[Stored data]

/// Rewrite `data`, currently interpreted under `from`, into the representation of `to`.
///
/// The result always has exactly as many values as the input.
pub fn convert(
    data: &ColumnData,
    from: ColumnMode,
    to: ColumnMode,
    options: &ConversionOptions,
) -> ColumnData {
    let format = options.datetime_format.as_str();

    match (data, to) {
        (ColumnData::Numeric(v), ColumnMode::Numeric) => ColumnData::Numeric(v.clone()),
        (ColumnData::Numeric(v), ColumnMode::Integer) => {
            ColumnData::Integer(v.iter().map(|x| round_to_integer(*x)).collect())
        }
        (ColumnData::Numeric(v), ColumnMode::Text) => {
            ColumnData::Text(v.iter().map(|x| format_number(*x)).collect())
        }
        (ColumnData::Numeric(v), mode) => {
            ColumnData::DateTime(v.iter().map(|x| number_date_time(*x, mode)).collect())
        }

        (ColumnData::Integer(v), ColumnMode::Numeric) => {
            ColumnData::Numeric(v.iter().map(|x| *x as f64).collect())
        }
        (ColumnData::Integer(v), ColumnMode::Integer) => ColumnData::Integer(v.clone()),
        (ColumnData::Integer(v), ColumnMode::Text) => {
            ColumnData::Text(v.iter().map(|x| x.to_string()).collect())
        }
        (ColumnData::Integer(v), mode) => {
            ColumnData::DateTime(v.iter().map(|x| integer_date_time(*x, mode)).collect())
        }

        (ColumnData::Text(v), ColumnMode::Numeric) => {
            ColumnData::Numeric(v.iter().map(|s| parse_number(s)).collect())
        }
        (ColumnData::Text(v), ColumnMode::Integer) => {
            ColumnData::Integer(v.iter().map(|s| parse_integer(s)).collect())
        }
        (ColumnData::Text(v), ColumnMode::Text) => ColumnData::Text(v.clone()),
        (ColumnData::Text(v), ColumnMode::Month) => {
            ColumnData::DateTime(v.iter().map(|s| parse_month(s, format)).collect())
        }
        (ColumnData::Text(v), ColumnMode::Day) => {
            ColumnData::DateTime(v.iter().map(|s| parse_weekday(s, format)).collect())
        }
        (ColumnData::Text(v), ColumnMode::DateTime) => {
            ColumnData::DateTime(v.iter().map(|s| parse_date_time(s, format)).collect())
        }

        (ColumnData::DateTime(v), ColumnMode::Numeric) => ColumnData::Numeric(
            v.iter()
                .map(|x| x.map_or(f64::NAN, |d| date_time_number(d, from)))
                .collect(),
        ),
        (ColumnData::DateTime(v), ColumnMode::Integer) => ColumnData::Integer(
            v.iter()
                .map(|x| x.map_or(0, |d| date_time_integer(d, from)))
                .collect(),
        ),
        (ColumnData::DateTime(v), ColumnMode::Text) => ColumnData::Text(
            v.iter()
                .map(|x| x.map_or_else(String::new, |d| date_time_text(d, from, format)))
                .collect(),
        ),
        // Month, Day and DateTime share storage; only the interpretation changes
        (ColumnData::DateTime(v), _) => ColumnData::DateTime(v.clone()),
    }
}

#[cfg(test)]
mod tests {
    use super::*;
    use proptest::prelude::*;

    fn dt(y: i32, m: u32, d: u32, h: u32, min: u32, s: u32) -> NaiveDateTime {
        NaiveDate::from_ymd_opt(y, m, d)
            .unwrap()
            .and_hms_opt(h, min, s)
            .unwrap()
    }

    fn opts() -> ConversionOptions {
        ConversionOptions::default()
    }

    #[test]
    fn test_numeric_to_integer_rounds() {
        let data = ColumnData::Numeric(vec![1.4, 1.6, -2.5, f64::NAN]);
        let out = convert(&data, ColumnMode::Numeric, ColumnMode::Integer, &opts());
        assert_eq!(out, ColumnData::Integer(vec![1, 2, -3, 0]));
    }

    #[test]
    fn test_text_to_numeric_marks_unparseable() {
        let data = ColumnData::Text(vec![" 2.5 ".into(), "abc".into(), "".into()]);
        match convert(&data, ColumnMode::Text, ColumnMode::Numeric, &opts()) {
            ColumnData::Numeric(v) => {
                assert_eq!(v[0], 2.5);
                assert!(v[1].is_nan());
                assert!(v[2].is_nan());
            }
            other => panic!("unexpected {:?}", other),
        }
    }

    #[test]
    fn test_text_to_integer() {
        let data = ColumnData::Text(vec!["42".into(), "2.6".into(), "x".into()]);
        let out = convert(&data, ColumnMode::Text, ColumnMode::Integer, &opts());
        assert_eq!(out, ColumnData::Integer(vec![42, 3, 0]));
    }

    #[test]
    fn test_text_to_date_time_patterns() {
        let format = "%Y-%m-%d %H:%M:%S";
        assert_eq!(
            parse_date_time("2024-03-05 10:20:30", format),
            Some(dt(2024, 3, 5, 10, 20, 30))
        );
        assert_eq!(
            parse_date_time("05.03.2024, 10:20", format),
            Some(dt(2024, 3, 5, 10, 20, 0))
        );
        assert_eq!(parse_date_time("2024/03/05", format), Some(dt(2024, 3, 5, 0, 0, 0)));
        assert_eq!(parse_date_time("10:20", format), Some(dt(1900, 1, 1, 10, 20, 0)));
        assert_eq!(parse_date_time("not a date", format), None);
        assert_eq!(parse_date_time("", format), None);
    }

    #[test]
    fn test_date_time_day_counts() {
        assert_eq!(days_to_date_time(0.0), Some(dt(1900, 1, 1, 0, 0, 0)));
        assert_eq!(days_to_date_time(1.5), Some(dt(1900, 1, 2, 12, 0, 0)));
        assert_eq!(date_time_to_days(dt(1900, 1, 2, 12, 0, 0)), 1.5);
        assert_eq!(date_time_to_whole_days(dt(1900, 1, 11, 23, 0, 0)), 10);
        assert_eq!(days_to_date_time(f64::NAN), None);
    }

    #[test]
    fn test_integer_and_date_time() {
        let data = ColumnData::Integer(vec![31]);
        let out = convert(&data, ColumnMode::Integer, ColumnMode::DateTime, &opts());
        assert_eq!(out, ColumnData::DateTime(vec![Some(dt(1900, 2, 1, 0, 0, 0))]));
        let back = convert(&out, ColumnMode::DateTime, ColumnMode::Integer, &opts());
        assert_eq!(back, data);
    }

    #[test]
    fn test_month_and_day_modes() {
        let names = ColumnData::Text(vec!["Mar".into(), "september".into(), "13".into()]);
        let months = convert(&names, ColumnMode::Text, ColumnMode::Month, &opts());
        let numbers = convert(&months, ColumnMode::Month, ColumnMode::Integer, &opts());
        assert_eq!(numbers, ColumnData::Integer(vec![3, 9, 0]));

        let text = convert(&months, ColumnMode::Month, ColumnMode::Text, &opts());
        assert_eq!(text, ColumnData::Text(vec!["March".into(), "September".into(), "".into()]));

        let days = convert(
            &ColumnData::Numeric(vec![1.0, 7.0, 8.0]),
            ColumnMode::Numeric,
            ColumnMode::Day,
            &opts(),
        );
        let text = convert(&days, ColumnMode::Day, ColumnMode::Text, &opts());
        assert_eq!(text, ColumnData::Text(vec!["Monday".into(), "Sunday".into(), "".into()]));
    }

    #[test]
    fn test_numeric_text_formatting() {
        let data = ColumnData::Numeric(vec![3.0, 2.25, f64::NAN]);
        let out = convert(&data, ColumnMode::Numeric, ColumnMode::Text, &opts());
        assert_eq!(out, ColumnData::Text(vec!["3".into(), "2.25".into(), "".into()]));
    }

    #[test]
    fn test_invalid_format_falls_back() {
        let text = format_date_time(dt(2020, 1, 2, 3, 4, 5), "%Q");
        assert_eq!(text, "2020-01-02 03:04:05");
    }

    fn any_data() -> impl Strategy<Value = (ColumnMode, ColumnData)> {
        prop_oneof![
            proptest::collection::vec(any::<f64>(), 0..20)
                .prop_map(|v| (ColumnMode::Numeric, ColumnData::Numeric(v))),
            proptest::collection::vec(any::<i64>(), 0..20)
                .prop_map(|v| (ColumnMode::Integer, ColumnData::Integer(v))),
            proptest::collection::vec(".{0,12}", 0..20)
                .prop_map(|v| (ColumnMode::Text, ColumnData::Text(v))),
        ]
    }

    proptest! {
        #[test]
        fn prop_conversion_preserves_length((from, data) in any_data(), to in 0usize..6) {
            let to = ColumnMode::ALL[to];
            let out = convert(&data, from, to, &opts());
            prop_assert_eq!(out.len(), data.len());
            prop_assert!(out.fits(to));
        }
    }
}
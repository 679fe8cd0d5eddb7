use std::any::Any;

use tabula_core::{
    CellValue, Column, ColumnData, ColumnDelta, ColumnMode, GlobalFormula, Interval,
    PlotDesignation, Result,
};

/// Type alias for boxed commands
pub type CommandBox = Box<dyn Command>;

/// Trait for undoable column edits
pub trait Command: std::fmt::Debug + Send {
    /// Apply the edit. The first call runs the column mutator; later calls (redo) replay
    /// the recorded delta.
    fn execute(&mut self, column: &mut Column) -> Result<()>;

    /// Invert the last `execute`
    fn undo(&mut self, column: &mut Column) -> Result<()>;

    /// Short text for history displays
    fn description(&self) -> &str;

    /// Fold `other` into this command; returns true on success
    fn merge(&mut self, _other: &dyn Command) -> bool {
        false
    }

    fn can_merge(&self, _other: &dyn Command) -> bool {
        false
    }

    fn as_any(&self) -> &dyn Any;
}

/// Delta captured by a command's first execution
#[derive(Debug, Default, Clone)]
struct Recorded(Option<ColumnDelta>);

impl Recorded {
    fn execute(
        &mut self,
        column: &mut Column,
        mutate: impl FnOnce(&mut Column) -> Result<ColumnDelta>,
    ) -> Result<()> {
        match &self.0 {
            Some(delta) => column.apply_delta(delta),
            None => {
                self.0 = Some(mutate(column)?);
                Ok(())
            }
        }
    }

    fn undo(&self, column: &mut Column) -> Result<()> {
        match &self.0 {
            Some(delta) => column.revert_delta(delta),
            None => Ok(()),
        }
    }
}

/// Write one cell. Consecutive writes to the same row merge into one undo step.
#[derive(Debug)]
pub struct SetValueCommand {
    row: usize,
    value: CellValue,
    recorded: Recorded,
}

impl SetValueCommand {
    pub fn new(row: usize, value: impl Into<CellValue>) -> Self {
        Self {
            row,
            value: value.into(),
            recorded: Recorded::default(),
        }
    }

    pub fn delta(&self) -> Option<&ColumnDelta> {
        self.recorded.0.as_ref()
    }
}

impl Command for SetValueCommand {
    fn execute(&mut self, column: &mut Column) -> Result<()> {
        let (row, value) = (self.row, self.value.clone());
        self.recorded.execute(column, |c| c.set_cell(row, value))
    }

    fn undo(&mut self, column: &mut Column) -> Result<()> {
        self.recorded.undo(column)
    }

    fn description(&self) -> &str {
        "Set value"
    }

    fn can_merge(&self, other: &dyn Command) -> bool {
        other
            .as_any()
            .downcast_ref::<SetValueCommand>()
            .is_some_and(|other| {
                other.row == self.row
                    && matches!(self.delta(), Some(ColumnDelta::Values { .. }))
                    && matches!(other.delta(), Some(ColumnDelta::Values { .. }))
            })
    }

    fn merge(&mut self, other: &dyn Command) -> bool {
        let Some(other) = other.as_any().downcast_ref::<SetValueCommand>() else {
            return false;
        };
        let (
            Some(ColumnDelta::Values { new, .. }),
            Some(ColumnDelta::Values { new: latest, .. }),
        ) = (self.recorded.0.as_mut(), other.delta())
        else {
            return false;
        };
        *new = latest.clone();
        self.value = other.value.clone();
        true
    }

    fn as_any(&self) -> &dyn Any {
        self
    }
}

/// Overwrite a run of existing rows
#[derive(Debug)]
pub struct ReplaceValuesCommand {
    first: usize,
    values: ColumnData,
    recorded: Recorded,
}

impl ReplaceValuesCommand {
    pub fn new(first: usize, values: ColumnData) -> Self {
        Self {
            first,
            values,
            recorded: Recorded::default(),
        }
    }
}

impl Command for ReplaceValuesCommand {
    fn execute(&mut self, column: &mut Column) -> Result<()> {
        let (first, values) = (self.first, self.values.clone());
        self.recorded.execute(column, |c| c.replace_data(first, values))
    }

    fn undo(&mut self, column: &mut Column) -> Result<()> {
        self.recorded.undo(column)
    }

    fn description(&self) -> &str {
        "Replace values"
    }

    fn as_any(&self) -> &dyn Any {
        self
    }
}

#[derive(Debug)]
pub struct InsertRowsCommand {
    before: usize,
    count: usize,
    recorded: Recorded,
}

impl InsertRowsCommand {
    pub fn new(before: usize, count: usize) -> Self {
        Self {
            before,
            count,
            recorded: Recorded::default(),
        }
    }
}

Problem to solve:
In the data above, find each line where the string "ReplaceValuesCommand" appears, then copy it.

Result of the exercise:
pub struct ReplaceValuesCommand {
impl ReplaceValuesCommand {
impl Command for ReplaceValuesCommand {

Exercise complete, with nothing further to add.